Premier jour au pouvoir. Plusieurs se sont indignés du décret signé par le nouveau président des États-Unis marquant le retrait du pays comme État membre de l’Organisation mondiale de la santé (OMS), incluant un arrêt immédiat de ses paiements à l’organisation.
Pas étonnant, c’est la suite logique d’une démarche que Donald Trump avait entamée en 2020, à la suite d’une performance de l’OMS jugée inadéquate face à la pandémie. Pour rappel, ce retrait avait été rétracté au premier jour du mandat de Joe Biden, en 2021. Trump rend la monnaie de sa pièce à Biden. Mais, en vrai, cette décision va bien au-delà du fait de rendre la pareille à un vieil adversaire, c’est un abandon de l’engagement des États-Unis en santé mondiale et pour une sécurité sanitaire globale.
En fait, c’est une tragédie sanitaire en trois actes : le retrait de l’OMS et deux pauses ordonnées au premier jour de son nouveau mandat.
Le retrait
Bon an, mal an, les États-Unis, avec leurs contributions fixes et volontaires, financent l’équivalent de 15 à 20 % du budget annuel de l’OMS. Au-delà d’en être le plus grand bailleur de fonds, ils ont aussi été les grands défenseurs de la santé mondiale par leur financement et leur soutien politique à l’OMS au fil des années. Leur retrait de l’OMS est notoire et aura des conséquences. Quid de la suite ? Quels États membres combleront cet écart financier ? Les paris sont ouverts : pays d’Asie ou du Golfe, économies émergentes, grandes fondations philanthropiques ?
Et qui dit nouveaux grands financeurs dit nouvelles influences en santé mondiale. On peut imaginer une OMS hypothéquée comme plateforme de partage transparent et de mise en commun sur les données épidémiologiques de pathogènes émergents, sur les échanges de connaissances scientifiques en temps réel et comme agent pour défendre l’équité en santé mondiale.

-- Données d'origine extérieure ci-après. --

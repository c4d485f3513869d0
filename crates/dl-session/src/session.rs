//! Diagnostic session: owns the link lifecycle and routes notification
//! payloads through the scanner into the aggregator.
//!
//! State lives behind a `std::sync::Mutex` that is never held across an
//! `.await`. Every connection attempt gets a new epoch; callbacks and
//! in-flight transport calls carry the epoch they were started under and
//! are discarded once it no longer matches, which is how `teardown()` and
//! link loss cancel work they cannot interrupt.

use std::sync::{Arc, Mutex, MutexGuard, PoisonError, Weak};

use chrono::Utc;
use dl_protocol::{
    CategoryFilter, DiagnosticCode, FailureReason, SessionEvent, SessionState, status,
};
use futures::future::join_all;
use tokio::sync::broadcast;
use uuid::Uuid;

use crate::aggregator::{EVENT_CAPACITY, ResultAggregator};
use crate::error::{SessionError, SessionResult, TransportError};
use crate::registry::CodeRegistry;
use crate::scanner;
use crate::transport::{ChannelHandle, DeviceCriteria, DeviceHandle, LinkHandle, NotifyCallback, Transport};

struct Inner {
    state: SessionState,
    status: String,
    epoch: u64,
    attempt_id: Option<Uuid>,
    device: Option<DeviceHandle>,
    link: Option<LinkHandle>,
}

struct Shared {
    transport: Arc<dyn Transport>,
    aggregator: ResultAggregator,
    criteria: DeviceCriteria,
    events: broadcast::Sender<SessionEvent>,
    inner: Mutex<Inner>,
}

/// Outcome of a best-effort subscription pass.
#[derive(Debug, Clone, Copy, PartialEq, Eq, Default)]
pub struct SubscribeSummary {
    pub notify_channels: usize,
    pub subscribed: usize,
    pub failed: usize,
}

/// Handle to a diagnostic session. Cheap to clone; clones share state.
#[derive(Clone)]
pub struct DiagnosticSession {
    shared: Arc<Shared>,
}

impl DiagnosticSession {
    pub fn new(transport: Arc<dyn Transport>, registry: Arc<CodeRegistry>) -> Self {
        Self::with_criteria(transport, registry, DeviceCriteria::default())
    }

    pub fn with_criteria(
        transport: Arc<dyn Transport>,
        registry: Arc<CodeRegistry>,
        criteria: DeviceCriteria,
    ) -> Self {
        let (events, _) = broadcast::channel(EVENT_CAPACITY);
        let status = if transport.is_available() {
            status::READY
        } else {
            tracing::warn!("no compatible transport available");
            status::UNSUPPORTED
        };
        Self {
            shared: Arc::new(Shared {
                aggregator: ResultAggregator::with_events(registry, events.clone()),
                transport,
                criteria,
                events,
                inner: Mutex::new(Inner {
                    state: SessionState::Idle,
                    status: status.to_string(),
                    epoch: 0,
                    attempt_id: None,
                    device: None,
                    link: None,
                }),
            }),
        }
    }

    // ── Consumer view ─────────────────────────────────────────

    pub fn state(&self) -> SessionState {
        self.shared.lock().state.clone()
    }

    pub fn status(&self) -> String {
        self.shared.lock().status.clone()
    }

    /// Device selected for the current connection, if any.
    pub fn device(&self) -> Option<DeviceHandle> {
        self.shared.lock().device.clone()
    }

    /// Subscribe to state changes and result-set changes.
    pub fn subscribe(&self) -> broadcast::Receiver<SessionEvent> {
        self.shared.events.subscribe()
    }

    pub fn results(&self) -> Vec<DiagnosticCode> {
        self.shared.aggregator.snapshot()
    }

    pub fn filter_by_category(&self, filter: impl Into<CategoryFilter>) -> Vec<DiagnosticCode> {
        self.shared.aggregator.filter_by_category(filter)
    }

    pub fn aggregator(&self) -> &ResultAggregator {
        &self.shared.aggregator
    }

    /// Empty the result set. Valid in any state.
    pub fn clear(&self) {
        self.shared.aggregator.clear();
        let mut inner = self.shared.lock();
        inner.status = status::CLEARED.to_string();
        let state = inner.state.clone();
        self.shared.announce(&inner, state);
    }

    // ── Lifecycle ─────────────────────────────────────────────

    /// Select a device and bring the link up to `Listening`.
    ///
    /// Transport failures do not produce an `Err`: they leave the session in
    /// `Failed(reason)` with a status line. Returns the state reached.
    pub async fn begin(&self) -> SessionResult<SessionState> {
        let epoch = {
            let mut inner = self.shared.lock();
            if !inner.state.can_begin() {
                return Err(SessionError::InvalidTransition {
                    operation: "begin",
                    state: inner.state.clone(),
                });
            }
            inner.epoch += 1;
            inner.attempt_id = Some(Uuid::now_v7());
            inner.device = None;
            inner.link = None;
            self.shared
                .transition(&mut inner, SessionState::Scanning, status::SEARCHING);
            inner.epoch
        };

        let device = match self
            .shared
            .transport
            .request_device(&self.shared.criteria)
            .await
        {
            Ok(device) => device,
            Err(err) => return Ok(self.shared.fail(epoch, err)),
        };

        {
            let mut inner = self.shared.lock();
            if inner.epoch != epoch {
                return Ok(inner.state.clone());
            }
            tracing::info!(
                device_id = %device.id,
                device_name = device.name.as_deref().unwrap_or("-"),
                "device selected"
            );
            inner.device = Some(device.clone());
            let status = status::connected_to(device.name.as_deref());
            self.shared
                .transition(&mut inner, SessionState::Connected, &status);
        }

        self.establish_link(device).await
    }

    /// Connect to `device`, discover its channels and subscribe to every
    /// notify-capable one.
    ///
    /// Valid only from `Connected`. Reaches `Listening` if at least one
    /// subscription succeeds; stays `Connected` with a status line if the
    /// device has no notifying channels.
    pub async fn establish_link(&self, device: DeviceHandle) -> SessionResult<SessionState> {
        let epoch = {
            let inner = self.shared.lock();
            if inner.state != SessionState::Connected || inner.link.is_some() {
                return Err(SessionError::InvalidTransition {
                    operation: "establish link",
                    state: inner.state.clone(),
                });
            }
            inner.epoch
        };

        if !device.gatt {
            return Ok(self.shared.fail(epoch, TransportError::NoGatt));
        }

        let transport = self.shared.transport.clone();
        let link = match transport.connect(&device).await {
            Ok(link) => link,
            Err(err) => return Ok(self.shared.fail(epoch, err)),
        };

        let superseded = {
            let mut inner = self.shared.lock();
            if inner.epoch == epoch {
                inner.link = Some(link.clone());
            }
            inner.epoch != epoch
        };
        if superseded {
            tracing::debug!("session moved on while connecting, closing stale link");
            self.shared.close_link(&link).await;
            return Ok(self.state());
        }

        let weak = Arc::downgrade(&self.shared);
        transport.on_link_lost(
            &link,
            Box::new(move || {
                if let Some(shared) = weak.upgrade() {
                    shared.handle_link_lost(epoch);
                }
            }),
        );

        let services = match transport.services(&link).await {
            Ok(services) => services,
            Err(err) => {
                let reason = match err {
                    TransportError::Discovery(_) => err,
                    other => TransportError::Discovery(other.to_string()),
                };
                let state = self.shared.fail(epoch, reason);
                // A superseded attempt's link was already released by teardown.
                if matches!(state, SessionState::Failed(_)) {
                    self.shared.close_link(&link).await;
                }
                return Ok(state);
            }
        };
        tracing::debug!(count = services.len(), "services discovered");

        // Channel enumeration: best effort per service.
        let listings = join_all(services.iter().map(|s| transport.sub_channels(s))).await;
        let mut channels = Vec::new();
        for (service, listing) in services.iter().zip(listings) {
            match listing {
                Ok(found) => channels.extend(found),
                Err(err) => {
                    tracing::warn!(service = %service.uuid, error = %err, "failed to enumerate characteristics");
                }
            }
        }

        let summary = self.subscribe_all(epoch, &channels).await;

        let mut inner = self.shared.lock();
        if inner.epoch != epoch {
            return Ok(inner.state.clone());
        }
        if summary.subscribed > 0 {
            tracing::info!(
                subscribed = summary.subscribed,
                failed = summary.failed,
                "listening for notifications"
            );
            self.shared
                .transition(&mut inner, SessionState::Listening, status::RECEIVING);
        } else {
            tracing::warn!(
                notify_channels = summary.notify_channels,
                failed = summary.failed,
                "no notification subscriptions active"
            );
            inner.status = status::NO_NOTIFY_CHANNELS.to_string();
            self.shared.announce(&inner, SessionState::Connected);
        }
        Ok(inner.state.clone())
    }

    /// Release the link and move to `Disconnected`.
    ///
    /// No-op unless a device handle is held, so repeated calls are harmless.
    pub async fn teardown(&self) {
        let link = {
            let mut inner = self.shared.lock();
            if !inner.state.is_connected() {
                tracing::debug!(state = %inner.state, "teardown: nothing to release");
                return;
            }
            inner.epoch += 1;
            inner.device = None;
            let link = inner.link.take();
            self.shared
                .transition(&mut inner, SessionState::Disconnected, status::DISCONNECTED);
            link
        };

        if let Some(link) = link {
            self.shared.close_link(&link).await;
        }
    }

    async fn subscribe_all(&self, epoch: u64, channels: &[ChannelHandle]) -> SubscribeSummary {
        let notify: Vec<&ChannelHandle> = channels.iter().filter(|c| c.properties.notify).collect();
        let transport = &self.shared.transport;

        let attempts = notify.iter().map(|channel| {
            let callback = self.notification_callback(epoch, channel);
            async move { (channel, transport.subscribe(channel, callback).await) }
        });

        let mut summary = SubscribeSummary {
            notify_channels: notify.len(),
            ..SubscribeSummary::default()
        };
        for (channel, result) in join_all(attempts).await {
            match result {
                Ok(()) => {
                    tracing::debug!(channel = %channel.uuid, service = %channel.service_uuid, "subscribed");
                    summary.subscribed += 1;
                }
                Err(err) => {
                    tracing::warn!(channel = %channel.uuid, error = %err, "subscription failed");
                    summary.failed += 1;
                }
            }
        }
        summary
    }

    /// Callback handed to the transport for one channel.
    ///
    /// Holds only a weak reference and the epoch it belongs to; the result
    /// set is reached through the aggregator on every delivery.
    fn notification_callback(&self, epoch: u64, channel: &ChannelHandle) -> NotifyCallback {
        let weak: Weak<Shared> = Arc::downgrade(&self.shared);
        let channel_uuid = channel.uuid.clone();
        Arc::new(move |payload: &[u8]| {
            let Some(shared) = weak.upgrade() else {
                return;
            };
            shared.on_notification(epoch, &channel_uuid, payload);
        })
    }
}

impl Shared {
    fn lock(&self) -> MutexGuard<'_, Inner> {
        self.inner.lock().unwrap_or_else(PoisonError::into_inner)
    }

    fn transition(&self, inner: &mut Inner, next: SessionState, status: &str) {
        if !inner.state.can_transition_to(&next) {
            tracing::error!(from = %inner.state, to = %next, "rejected invalid state transition");
            return;
        }
        tracing::info!(
            attempt_id = ?inner.attempt_id,
            from = %inner.state,
            to = %next,
            status,
            "session state changed"
        );
        inner.state = next.clone();
        inner.status = status.to_string();
        self.announce(inner, next);
    }

    fn announce(&self, inner: &Inner, state: SessionState) {
        let _ = self.events.send(SessionEvent::StateChanged {
            attempt_id: inner.attempt_id,
            state,
            status: inner.status.clone(),
            changed_at: Utc::now(),
        });
    }

    /// Move to `Failed` if `epoch` is still current. Returns the state after.
    fn fail(&self, epoch: u64, err: TransportError) -> SessionState {
        let mut inner = self.lock();
        if inner.epoch != epoch {
            tracing::debug!(error = %err, "discarding failure from superseded attempt");
            return inner.state.clone();
        }
        let reason = FailureReason::from(err);
        tracing::warn!(reason = %reason, "session failed");
        let status = status::error(&reason);
        inner.link = None;
        self.transition(&mut inner, SessionState::Failed(reason), &status);
        inner.state.clone()
    }

    fn on_notification(&self, epoch: u64, channel: &str, payload: &[u8]) {
        if !self.accepts(&self.lock(), epoch) {
            tracing::debug!(channel, bytes = payload.len(), "dropping notification from closed link");
            return;
        }
        let tokens = scanner::scan(payload);
        tracing::trace!(channel, bytes = payload.len(), tokens = tokens.len(), "notification");
        for token in &tokens {
            // Held across the append so teardown cannot land between the
            // check and the write. Lock order is always inner, then results.
            let inner = self.lock();
            if !self.accepts(&inner, epoch) {
                return;
            }
            self.aggregator.ingest(token);
        }
    }

    fn accepts(&self, inner: &Inner, epoch: u64) -> bool {
        inner.epoch == epoch && inner.state.is_connected()
    }

    fn handle_link_lost(&self, epoch: u64) {
        let mut inner = self.lock();
        if inner.epoch != epoch || !inner.state.is_connected() {
            tracing::debug!("ignoring link loss for a closed link");
            return;
        }
        tracing::warn!("link lost");
        inner.epoch += 1;
        inner.device = None;
        inner.link = None;
        self.transition(&mut inner, SessionState::Disconnected, status::LINK_LOST);
    }

    async fn close_link(&self, link: &LinkHandle) {
        if let Err(err) = self.transport.disconnect(link).await {
            tracing::warn!(device_id = %link.device_id, error = %err, "disconnect failed");
        }
    }
}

La finalisation d’un traité pandémique à la prochaine Assemblée mondiale de la santé, en 2025, semble improbable.
Pause no 1
Un décret stipulant une pause sur l’aide au développement à l’étranger pour 90 jours a été adopté afin d’évaluer si ces aides sont vraiment dans les intérêts des Américains et alignées à leurs valeurs. Personne ne sait vraiment comment cela va se traduire concrètement. Cela dit, il a été quand même énoncé que l’aide à l’étranger sera dirigée vers ceux qui « nous respectent ». L’United States Agency for International Development (USAID), une agence américaine d’aide au développement international, avait prévu un budget en baisse de 20 milliards de dollars américains entre 2024 et 2025.
Quel en sera l’impact sur l’Ukraine, bénéficiaire de 17 milliards en 2023, sur ses programmes en sécurité alimentaire notamment ? Quel en sera l’impact sur le Soudan, où sévit un conflit peu médiatisé, d’une brutalité sans nom, sur ses programmes sanitaires, en sécurité alimentaire et en santé, sachant que l’USAID a dépensé 2,3 milliards de dollars américains depuis le début du conflit en 2023 ? Douze millions de déplacés internes soudanais sont dépendants de cette aide, directement ou indirectement.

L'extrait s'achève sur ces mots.